There are in Britain some interesting carvings on the sides of chalk hills in the South.
Probably the best known is the White Horse of Uffington Vale. People argue whether it is a horse at all or is it perhaps a greyhound. I have not seen these drawings described as ‘Celtic’ anywhere, but anything that cannot be readily identified as Roman or later is usually called Celtic these days, ignoring the more ancient presence of the Picts whom the Cymru discovered when they arrived here.
For me two of the most interesting are the Long Man of Wilmington and the Cerne Abbas Giant.
The Long Man of Wilmington is hidden in the Sussex landscape and of all the images shown here probably the least well known. What is even less well known is what he represents. Some say it is the Piper at the Gates of Dawn. Well may it be so. If we take the Dawn to be that of Aquarius where we now stand, once more liberated beneath our native skies, freed from the oppression the sickness of selfishness has placed upon this poor tireless Earth. At last a new root race can awaken.
When we delve into Greek Mythology we discover that Atlas, that ancient brother of Prometheus, did not hold the world on his shoulder as told in the story of Hercules tricking him. Rather he stands holding the Heavens and the Earth apart with two long staves. It is this I see in the Long Man of Wilmington. We can comfort ourselves in the knowledge that these people, whoever they were, told stories of Atlas around the campfire at night.
The next and probably the most recognisable is the Cerne Abbas Giant. Said to be a God of Fertility he carries a staff or club raised above his head with an erect phallus rising up through the middle of his body. Girls used to sleep on the hill in the hope of becoming pregnant. But the presence of the Club relates him to Hercules and, for me, this is who we find represented here.
The name of the local village Cerne Abbas gives its name to the carving but it is clear that that is a Christianization of the more ancient Cernunnos. But maybe I am wrong in thinking it a corruption of Cernunnos. In that latter name I find three Gods celebrated Cer (God of the dead) – Nun, sometimes Nu, given as the Egyptian god of the Primeval abyss out of which all was born– and Nos or Nox, Night.

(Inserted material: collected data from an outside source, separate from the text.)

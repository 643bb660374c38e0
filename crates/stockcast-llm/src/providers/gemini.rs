//! Google Gemini provider implementation
//!
//! Implements [`LLMProvider`] against the `generateContent` endpoint.
//! See: https://ai.google.dev/api/generate-content
//!
//! Schema-constrained output is requested with
//! `generationConfig.responseMimeType = "application/json"` plus a
//! `responseSchema` rendered by [`crate::Schema::to_gemini`].
//!
//! # Example
//!
//! ```no_run
//! use stockcast_llm::{CompletionRequest, LLMProvider, Message, Schema};
//! use stockcast_llm::providers::GeminiProvider;
//!
//! #[tokio::main]
//! async fn main() -> Result<(), Box<dyn std::error::Error>> {
//!     let provider = GeminiProvider::new(std::env::var("GEMINI_API_KEY")?)?;
//!
//!     let request = CompletionRequest::builder("gemini-2.5-flash")
//!         .add_message(Message::user("Quote for RELIANCE"))
//!         .json_schema("quote", Schema::object().property("price", Schema::number()))
//!         .build();
//!
//!     let response = provider.complete(request).await?;
//!     println!("{}", response.text());
//!     Ok(())
//! }
//! ```

use crate::{
    CompletionRequest, CompletionResponse, LLMError, LLMProvider, Message, ResponseFormat,
    Result, Role, StopReason, TokenUsage,
};
use async_trait::async_trait;
use reqwest::Client;
use serde::{Deserialize, Serialize};
use serde_json::Value;
use std::time::Duration;
use tracing::{debug, instrument, warn};

const DEFAULT_GEMINI_API_BASE: &str = "https://generativelanguage.googleapis.com/v1beta";
const DEFAULT_TIMEOUT_SECS: u64 = 120;

/// Configuration for the Gemini provider
#[derive(Debug, Clone)]
pub struct GeminiConfig {
    /// API key sent in the `x-goog-api-key` header
    pub api_key: String,

    /// Base URL (default: "https://generativelanguage.googleapis.com/v1beta")
    pub api_base: String,

    /// Request timeout in seconds (default: 120)
    pub timeout_secs: u64,
}

impl GeminiConfig {
    /// Create a new config with the given API key and default settings
    pub fn new(api_key: impl Into<String>) -> Self {
        Self {
            api_key: api_key.into(),
            api_base: DEFAULT_GEMINI_API_BASE.to_string(),
            timeout_secs: DEFAULT_TIMEOUT_SECS,
        }
    }

    /// Set custom API base URL
    pub fn with_api_base(mut self, api_base: impl Into<String>) -> Self {
        self.api_base = api_base.into();
        self
    }

    /// Set request timeout in seconds
    pub fn with_timeout(mut self, timeout_secs: u64) -> Self {
        self.timeout_secs = timeout_secs;
        self
    }
}

/// Gemini provider
pub struct GeminiProvider {
    client: Client,
    config: GeminiConfig,
}

impl GeminiProvider {
    /// Create a provider with custom configuration
    pub fn with_config(config: GeminiConfig) -> Result<Self> {
        if config.api_key.trim().is_empty() {
            return Err(LLMError::ConfigurationError(
                "Gemini API key is empty".to_string(),
            ));
        }
        let client = Client::builder()
            .timeout(Duration::from_secs(config.timeout_secs))
            .build()?;
        Ok(Self { client, config })
    }

    /// Create a provider with API key and default settings
    pub fn new(api_key: impl Into<String>) -> Result<Self> {
        Self::with_config(GeminiConfig::new(api_key))
    }

    /// Get the current configuration
    pub fn config(&self) -> &GeminiConfig {
        &self.config
    }

    fn endpoint(&self, model: &str) -> String {
        format!(
            "{}/models/{}:generateContent",
            self.config.api_base.trim_end_matches('/'),
            model
        )
    }
}

#[async_trait]
impl LLMProvider for GeminiProvider {
    #[instrument(skip(self, request), fields(model = %request.model))]
    async fn complete(&self, request: CompletionRequest) -> Result<CompletionResponse> {
        let body = build_request(&request);
        debug!("Sending request to Gemini generateContent");

        let response = self
            .client
            .post(self.endpoint(&request.model))
            .header("x-goog-api-key", &self.config.api_key)
            .json(&body)
            .send()
            .await?;

        if !response.status().is_success() {
            let status = response.status().as_u16();
            let error_text = response.text().await?;
            return Err(LLMError::from_status(status, error_text, &request.model));
        }

        let parsed: GeminiResponse = response
            .json()
            .await
            .map_err(|e| LLMError::UnexpectedResponse(format!("Failed to parse response: {e}")))?;

        into_completion(parsed)
    }

    fn name(&self) -> &str {
        "gemini"
    }
}

// ============================================================================
// Wire types
// ============================================================================

#[derive(Debug, Serialize)]
#[serde(rename_all = "camelCase")]
struct GeminiRequest {
    contents: Vec<Content>,
    #[serde(skip_serializing_if = "Option::is_none")]
    system_instruction: Option<Content>,
    generation_config: GenerationConfig,
}

#[derive(Debug, Serialize, Deserialize)]
struct Content {
    #[serde(skip_serializing_if = "Option::is_none", default)]
    role: Option<String>,
    #[serde(default)]
    parts: Vec<Part>,
}

#[derive(Debug, Serialize, Deserialize)]
struct Part {
    #[serde(default)]
    text: Option<String>,
}

#[derive(Debug, Serialize)]
#[serde(rename_all = "camelCase")]
struct GenerationConfig {
    max_output_tokens: usize,
    #[serde(skip_serializing_if = "Option::is_none")]
    temperature: Option<f32>,
    #[serde(skip_serializing_if = "Option::is_none")]
    response_mime_type: Option<&'static str>,
    #[serde(skip_serializing_if = "Option::is_none")]
    response_schema: Option<Value>,
}

#[derive(Debug, Deserialize)]
#[serde(rename_all = "camelCase")]
struct GeminiResponse {
    #[serde(default)]
    candidates: Vec<Candidate>,
    #[serde(default)]
    prompt_feedback: Option<PromptFeedback>,
    #[serde(default)]
    usage_metadata: Option<UsageMetadata>,
}

#[derive(Debug, Deserialize)]
#[serde(rename_all = "camelCase")]
struct Candidate {
    #[serde(default)]
    content: Option<Content>,
    #[serde(default)]
    finish_reason: Option<String>,
}

#[derive(Debug, Deserialize)]
#[serde(rename_all = "camelCase")]
struct PromptFeedback {
    #[serde(default)]
    block_reason: Option<String>,
}

#[derive(Debug, Deserialize)]
#[serde(rename_all = "camelCase")]
struct UsageMetadata {
    #[serde(default)]
    prompt_token_count: usize,
    #[serde(default)]
    candidates_token_count: usize,
}

// ============================================================================
// Conversion functions
// ============================================================================

fn build_request(request: &CompletionRequest) -> GeminiRequest {
    let contents = request
        .messages
        .iter()
        .filter(|m| m.role != Role::System)
        .map(|m| Content {
            role: Some(match m.role {
                Role::Assistant => "model".to_string(),
                _ => "user".to_string(),
            }),
            parts: vec![Part {
                text: Some(m.content.clone()),
            }],
        })
        .collect();

    let system_instruction = request.system_text().map(|text| Content {
        role: None,
        parts: vec![Part { text: Some(text) }],
    });

    let (response_mime_type, response_schema) = match &request.response_format {
        ResponseFormat::Text => (None, None),
        ResponseFormat::Json => (Some("application/json"), None),
        ResponseFormat::JsonSchema { schema, .. } => {
            (Some("application/json"), Some(schema.to_gemini()))
        }
    };

    GeminiRequest {
        contents,
        system_instruction,
        generation_config: GenerationConfig {
            max_output_tokens: request.max_tokens,
            temperature: request.temperature,
            response_mime_type,
            response_schema,
        },
    }
}

fn into_completion(response: GeminiResponse) -> Result<CompletionResponse> {
    if let Some(reason) = response.prompt_feedback.and_then(|f| f.block_reason) {
        return Err(LLMError::ContentBlocked(reason));
    }

    let candidate = response
        .candidates
        .into_iter()
        .next()
        .ok_or_else(|| LLMError::UnexpectedResponse("No candidates in response".to_string()))?;

    let stop_reason = map_finish_reason(candidate.finish_reason.as_deref());
    let text: String = candidate
        .content
        .map(|c| c.parts.into_iter().filter_map(|p| p.text).collect())
        .unwrap_or_default();

    if text.is_empty() && stop_reason == StopReason::ContentFilter {
        return Err(LLMError::ContentBlocked(
            candidate.finish_reason.unwrap_or_default(),
        ));
    }

    let usage = response
        .usage_metadata
        .map(|u| TokenUsage {
            input_tokens: u.prompt_token_count,
            output_tokens: u.candidates_token_count,
        })
        .unwrap_or_default();

    debug!(
        ?stop_reason,
        input_tokens = usage.input_tokens,
        output_tokens = usage.output_tokens,
        "Received completion"
    );

    Ok(CompletionResponse {
        message: Message::assistant(text),
        stop_reason,
        usage,
    })
}

fn map_finish_reason(reason: Option<&str>) -> StopReason {
    match reason {
        Some("STOP") | None => StopReason::EndTurn,
        Some("MAX_TOKENS") => StopReason::MaxTokens,
        Some("SAFETY" | "RECITATION" | "BLOCKLIST" | "PROHIBITED_CONTENT" | "SPII") => {
            StopReason::ContentFilter
        }
        Some(other) => {
            warn!("Unknown finish reason: {}", other);
            StopReason::EndTurn
        }
    }
}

It is to be noted that in the south of Germany there is a tradition of the crucified Christ figure shown between the horns of a deer, just as this figure above sits beneath broad antlers. It may well relate to the initiations spoken of in Sir Gawain and the Green Knight, in which the deer is the first of the creatures to be caught. Nor can we ignore the Gundestrop Bowl illustration which closely resembles images of Shiva as Prajapati – lord of the animals – found in the Indus Valley.
However if we apply the same process to the name Cerne Abbas we find Cerne Ab-Bas. There are two gods who might claim the title Bas, one is the Egyptian midget with an enormous phallus called Bes, a grotesque figure, but the other is Bas(t) the Cat Goddess. In this case the Ab- would stand for ‘son of’ as in the Welsh Ap- Apgwyddion, Ap-Rhys (Price), Ap-Richard (Pritchard) and so on. So we have Cer- son of Bes or Bast.
When we look to (K)Her-mes we come across tales related to that youngest of the Olympians that he was a psychopomp, leading the souls of the dead through to the land of awakening. Similarly (K)Herakles visited the Kingdom of the dead and took back the three-headed guardian of that realm.
Some interpret this as the three crowns, or a related aspect, as far as Herakles/Hercules overcame the land of the dead by controlling the forces of the body, heart and mind, the forces of the physical world which keep us bound in worldly pleasures ignoring the life of the spirit which is dwindling away within us.
One comment to make is that a lot of the ancient Gods seem to be being used as comic heroes and heroines. One has to search through a lot of garbage, often heavily sexually oriented images, to find the more usual images of these Gods, images which were commonplace only a few years ago.